To pull a fast one ...

Discussion in 'English Only' started by Leandro, Dec 18, 2005.

  1. Leandro

    Leandro Senior Member

    Rio de Janeiro
    Brazil - Portuguese
    Hi, i was wondering what does this expression means.
    Can anyone tell me what it means, and give me some exemples?

    I only have these 2:

    Am I trying to pull a fast one on you?
    They tried to pull a fast one on me at the car repair shop but I stopped them easily.

  2. cuchuflete

    cuchuflete Senior Member

    Maine, EEUU
    Hi Leandro,

    It means to do something sneaky, to deceive or do something outside the expected rules of honest behavior.

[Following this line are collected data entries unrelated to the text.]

//! Energy-based Voice Activity Detection
//!
//! Each frame's RMS energy is compared against a fixed threshold. Speech after
//! silence emits `SpeechStarted` (the barge-in trigger). Silence that outlasts
//! `silence_ms` arms a short confirmation timer; when it expires without new
//! speech, `SilenceConfirmed` fires exactly once.
//!
//! The detector holds no timer of its own. The owner arms a sleep on
//! [`EnergyVad::pending_deadline`] and calls [`EnergyVad::poll`] when it elapses,
//! so frame evaluation and timer expiry mutate the state from one task only.

use crate::audio::AudioFrame;
use crate::config::VadConfig;
use std::time::Duration;
use tokio::time::Instant;
use tracing::{debug, info};

/// Boundary events emitted by the detector.
#[derive(Debug, Clone, Copy, PartialEq, Eq)]
pub enum VadEvent {
    /// Energy rose above the threshold after silence.
    SpeechStarted,
    /// Silence after speech outlasted the silence duration plus confirmation delay.
    SilenceConfirmed,
}

/// Speaking/silent state machine for one session.
#[derive(Debug)]
pub struct EnergyVad {
    threshold: f32,
    silence: Duration,
    confirm: Duration,

    is_speaking: bool,
    last_speech: Option<Instant>,
    pending_silence: Option<Instant>,
}

impl EnergyVad {
    pub fn new(config: &VadConfig) -> Self {
        info!(
            "🎙️ Energy VAD (threshold: {}, silence: {}ms, confirm: {}ms)",
            config.threshold, config.silence_ms, config.confirm_ms
        );
        Self {
            threshold: config.threshold,
            silence: config.silence(),
            confirm: config.confirm(),
            is_speaking: false,
            last_speech: None,
            pending_silence: None,
        }
    }

    /// Evaluate one captured frame at its capture time.
    pub fn observe_frame(&mut self, frame: &AudioFrame) -> Option<VadEvent> {
        self.observe(frame.rms(), frame.captured_at)
    }

    /// Evaluate one frame's RMS energy at `now`.
    pub fn observe(&mut self, energy: f32, now: Instant) -> Option<VadEvent> {
        if energy > self.threshold {
            let started = !self.is_speaking;
            self.is_speaking = true;
            self.last_speech = Some(now);
            self.pending_silence = None;
            if started {
                debug!(energy, "speech started");
                return Some(VadEvent::SpeechStarted);
            }
            return None;
        }

        if !self.is_speaking {
            return None;
        }

        if self.pending_silence.is_some() {
            return self.poll(now);
        }

        let elapsed = self
            .last_speech
            .map(|t| now.saturating_duration_since(t))
            .unwrap_or_default();
        if elapsed > self.silence {
            let deadline = now + self.confirm;
            debug!(elapsed_ms = elapsed.as_millis() as u64, "silence timer armed");
            self.pending_silence = Some(deadline);
            return self.poll(now);
        }
        None
    }

    /// Fire the confirmation timer if it has expired by `now`.
    pub fn poll(&mut self, now: Instant) -> Option<VadEvent> {
        match self.pending_silence {
            Some(deadline) if now >= deadline => {
                self.pending_silence = None;
                self.is_speaking = false;
                debug!("silence confirmed");
                Some(VadEvent::SilenceConfirmed)
            }
            _ => None,
        }
    }

    /// Deadline of the armed confirmation timer, if any.
    pub fn pending_deadline(&self) -> Option<Instant> {
        self.pending_silence
    }

    pub fn is_speaking(&self) -> bool {
        self.is_speaking
    }

    /// Forget speech and disarm the timer (mute, session restart).
    pub fn reset(&mut self) {
        self.is_speaking = false;
        self.last_speech = None;
        self.pending_silence = None;
    }
}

    In your second sentence, this might involve at attempt by the repair shop
    to tell someone that his car requires a very expensive repair, when, in fact, the vehicle needs nothing more than lubrication.
  3. timpeac

    timpeac Senior Member

    English (England)
    I agree with what Cuchu said. I suppose the image is a magician doing a trick so fast that you don't see his hands move and therefore realise you've been tricked.
  4. Vanda

    Vanda Moderesa de Beagá

    Belo Horizonte, BRASIL
    Português/ Brasil
    You'll find an additional discussion on this theme on the Pt forum under the golpe thread. The more, the better.
  5. foxfirebrand

    foxfirebrand Senior Member

    The Northern Rockies
    Southern AE greatly modified by a 1st-generation Scottish-American mother, and growing up abroad.
    Good answers, but I think the actual source of the expression is from the early 19th century when paper currency was first coming into public acceptance, after centuries of exclusive reliance on precious-metal coinage.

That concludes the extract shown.